Note: This is not a reccomendation to do this for every workflow/dataset! There are five different algorithms that you can use, here is a nice comparison: https://xesmf.readthedocs.io/en/latest/notebooks/Compare_algorithms.html

regridder_up_con = xe.Regridder(ds_lf, ds_visible, "conservative") #note different method from before
regridder_up_patch = xe.Regridder(ds_lf, ds_visible, "patch") 
regridder_up_patch  # print basic regridder information.
xESMF Regridder 
Regridding algorithm:       patch 
Weight filename:            patch_48x48_768x768.nc 
Reuse pre-computed weights? False 
Input grid shape:           (48, 48) 
Output grid shape:          (768, 768) 
Periodic in longitude?      False
upscaled_lf_con = regridder_up_con(ds_lf)
upscaled_lf_patch = regridder_up_patch(ds_lf)
/home/runner/miniconda3/envs/gridding-cookbook-dev/lib/python3.10/site-packages/xesmf/smm.py:131: UserWarning: Input array is not C_CONTIGUOUS. Will affect performance.
  warnings.warn('Input array is not C_CONTIGUOUS. ' 'Will affect performance.')
f, (ax1, ax2, ax3) = plt.subplots(1, 3, sharey=False, figsize=(10,4))

# Original Dataset
ax1.imshow(ds.lightning_flashes.isel(t=0)[:,:],cmap='GnBu')
ax1.title.set_text('Original')


ax2.imshow(upscaled_lf_con.lightning_flashes.isel(t=0)[:,:].T, cmap='GnBu')
ax2.title.set_text('Upscaled - Conservative')

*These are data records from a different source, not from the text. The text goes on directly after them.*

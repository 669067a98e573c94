//! Port definitions (interfaces)
//!
//! Ports define the boundaries between the application core and external systems.
//! Each port is a trait that can be implemented by adapters in the infrastructure layer.

mod clock;
mod file_sink;
mod navigator;
mod notifier;
mod session_store;
mod transport;

pub use clock::Clock;
pub use file_sink::{FileSink, FileSinkError};
pub use navigator::{LOGIN_ROUTE, Navigator};
pub use notifier::Notifier;
pub use session_store::{SessionStore, SessionStoreError};
pub use transport::{HttpTransport, PreparedRequest, TransportError};
use serde::{Deserialize, Serialize};

/// A tariff (CAX) code governing the expected length of stay.
#[derive(Debug, Clone, PartialEq, Eq, Serialize, Deserialize)]
pub struct CaxCode {
    /// Record id
    pub id: i64,
    /// Numeric tariff code
    pub cax_code: i64,
    /// Display name
    pub cax_name: String,
    /// Expected length of stay in days
    #[serde(default)]
    pub quantity_of_days: Option<i64>,
    /// Soft activation flag
    #[serde(default = "active_by_default")]
    pub is_active: bool,
    /// Creation timestamp
    #[serde(default, skip_serializing_if = "Option::is_none")]
    pub created_at: Option<String>,
    /// Last update timestamp
    #[serde(default, skip_serializing_if = "Option::is_none")]
    pub updated_at: Option<String>,
}

const fn active_by_default() -> bool {
    true
}

/// Payload for creating or updating a tariff code.
#[derive(Debug, Clone, PartialEq, Eq, Serialize, Deserialize)]
pub struct CaxCodeCreate {
    /// Numeric tariff code
    pub cax_code: i64,
    /// Display name
    pub cax_name: String,
    /// Expected length of stay in days
    #[serde(default, skip_serializing_if = "Option::is_none")]
    pub quantity_of_days: Option<i64>,
}
//! Notification port

/// Port for transient user notifications.
///
/// Every call carries a correlation id so a later call can replace or
/// dismiss the notification an earlier one opened.
pub trait Notifier: Send + Sync {
    /// Shows a progress notification.
    fn loading(&self, id: &str, message: &str);

    /// Replaces the notification with a success message.
    fn success(&self, id: &str, message: &str);

    /// Replaces the notification with an error message.
    fn error(&self, id: &str, message: &str);

    /// Removes the notification.
    fn dismiss(&self, id: &str);
}
//! In-memory token storage for one client session.
//!
//! Holds the access/refresh pair behind a single lock so readers always
//! observe a complete pair.

use std::sync::Arc;

use medhist_domain::TokenPair;
use tokio::sync::RwLock;

/// Thread-safe in-memory token store.
#[derive(Debug, Clone, Default)]
pub struct TokenStore {
    tokens: Arc<RwLock<Option<TokenPair>>>,
}

impl TokenStore {
    /// Create an empty store.
    #[must_use]
    pub fn new() -> Self {
        Self::default()
    }

    /// Create a store that already holds `tokens`.
    #[must_use]
    pub fn with_tokens(tokens: TokenPair) -> Self {
        Self {
            tokens: Arc::new(RwLock::new(Some(tokens))),
        }
    }

    /// Overwrite both tokens.
    pub async fn set_tokens(&self, access_token: impl Into<String>, refresh_token: impl Into<String>) {
        self.set(TokenPair::new(access_token, refresh_token)).await;
    }

    /// Overwrite both tokens with an existing pair.
    pub async fn set(&self, tokens: TokenPair) {
        *self.tokens.write().await = Some(tokens);
    }

    /// Forget both tokens. Clearing an empty store is a no-op.
    pub async fn clear_tokens(&self) {
        *self.tokens.write().await = None;
    }

    /// Get the current pair, if any.
    pub async fn snapshot(&self) -> Option<TokenPair> {
        self.tokens.read().await.clone()
    }

    /// Get the current access token.
    pub async fn access_token(&self) -> Option<String> {
        self.tokens
            .read()
            .await
            .as_ref()
            .map(|t| t.access_token.clone())
    }

    /// Get the current refresh token.
    pub async fn refresh_token(&self) -> Option<String> {
        self.tokens
            .read()
            .await
            .as_ref()
            .map(|t| t.refresh_token.clone())
    }

    /// Returns true if an access token is held.
    pub async fn is_authenticated(&self) -> bool {
        self.tokens
            .read()
            .await
            .as_ref()
            .is_some_and(|t| !t.access_token.is_empty())
    }
}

ax3.imshow(upscaled_lf_patch.lightning_flashes.isel(t=0)[:,:].T, cmap='GnBu')
ax3.title.set_text('Upscaled - Patch')
../_images/13744e8afbcb0f1bec071db4701f8adddb4aebd6703343781b78276e5e077165.png

Merging Xarray Datasets

After you have made a new grid, you will want to combine them into a new xarray dataset for future analysis. Here is an example using combine by coords:

upscaled_lf_patch
<xarray.Dataset> Size: 28MB
Dimensions:            (t: 12, lat: 768, lon: 768)
Coordinates:
    time               (t) int64 96B 0 1 2 3 4 5 6 7 8 9 10 11
  * lon                (lon) float64 6kB 0.0 0.0612 0.1224 ... 46.82 46.88 46.94
  * lat                (lat) float64 6kB 0.0 0.0612 0.1224 ... 46.82 46.88 46.94
Dimensions without coordinates: t
Data variables:
    lightning_flashes  (t, lat, lon) float32 28MB 0.0 0.0 0.0 ... 0.0 0.0 0.0
Attributes:
    regrid_method:  patch
ds_visible
<xarray.Dataset> Size: 28MB
Dimensions:  (lon: 768, lat: 768, t: 12)
Coordinates:
  * lon      (lon) float64 6kB 0.0 0.0612 0.1224 0.1836 ... 46.82 46.88 46.94
  * lat      (lat) float64 6kB 0.0 0.0612 0.1224 0.1836 ... 46.82 46.88 46.94
    time     (t) int64 96B 0 1 2 3 4 5 6 7 8 9 10 11
Dimensions without coordinates: t
Data variables:
    visible  (lon, lat, t) float32 28MB 242.0 234.0 ... 3.517e+03 3.238e+03
new_dataset = xr.combine_by_coords([upscaled_lf_patch, ds_visible])
new_dataset
<xarray.Dataset> Size: 57MB
Dimensions:            (t: 12, lat: 768, lon: 768)
Coordinates:
    time               (t) int64 96B 0 1 2 3 4 5 6 7 8 9 10 11
  * lon                (lon) float64 6kB 0.0 0.0612 0.1224 ... 46.82 46.88 46.94
  * lat                (lat) float64 6kB 0.0 0.0612 0.1224 ... 46.82 46.88 46.94
Dimensions without coordinates: t
Data variables:
    lightning_flashes  (t, lat, lon) float32 28MB 0.0 0.0 0.0 ... 0.0 0.0 0.0
    visible            (lon, lat, t) float32 28MB 242.0 234.0 ... 3.238e+03
Attributes:
    regrid_method:  patch

Summary

This has been a quick introduction to useing the xESMF regridding tools! The documentation for xESMF & xarray are very helpful for future learning.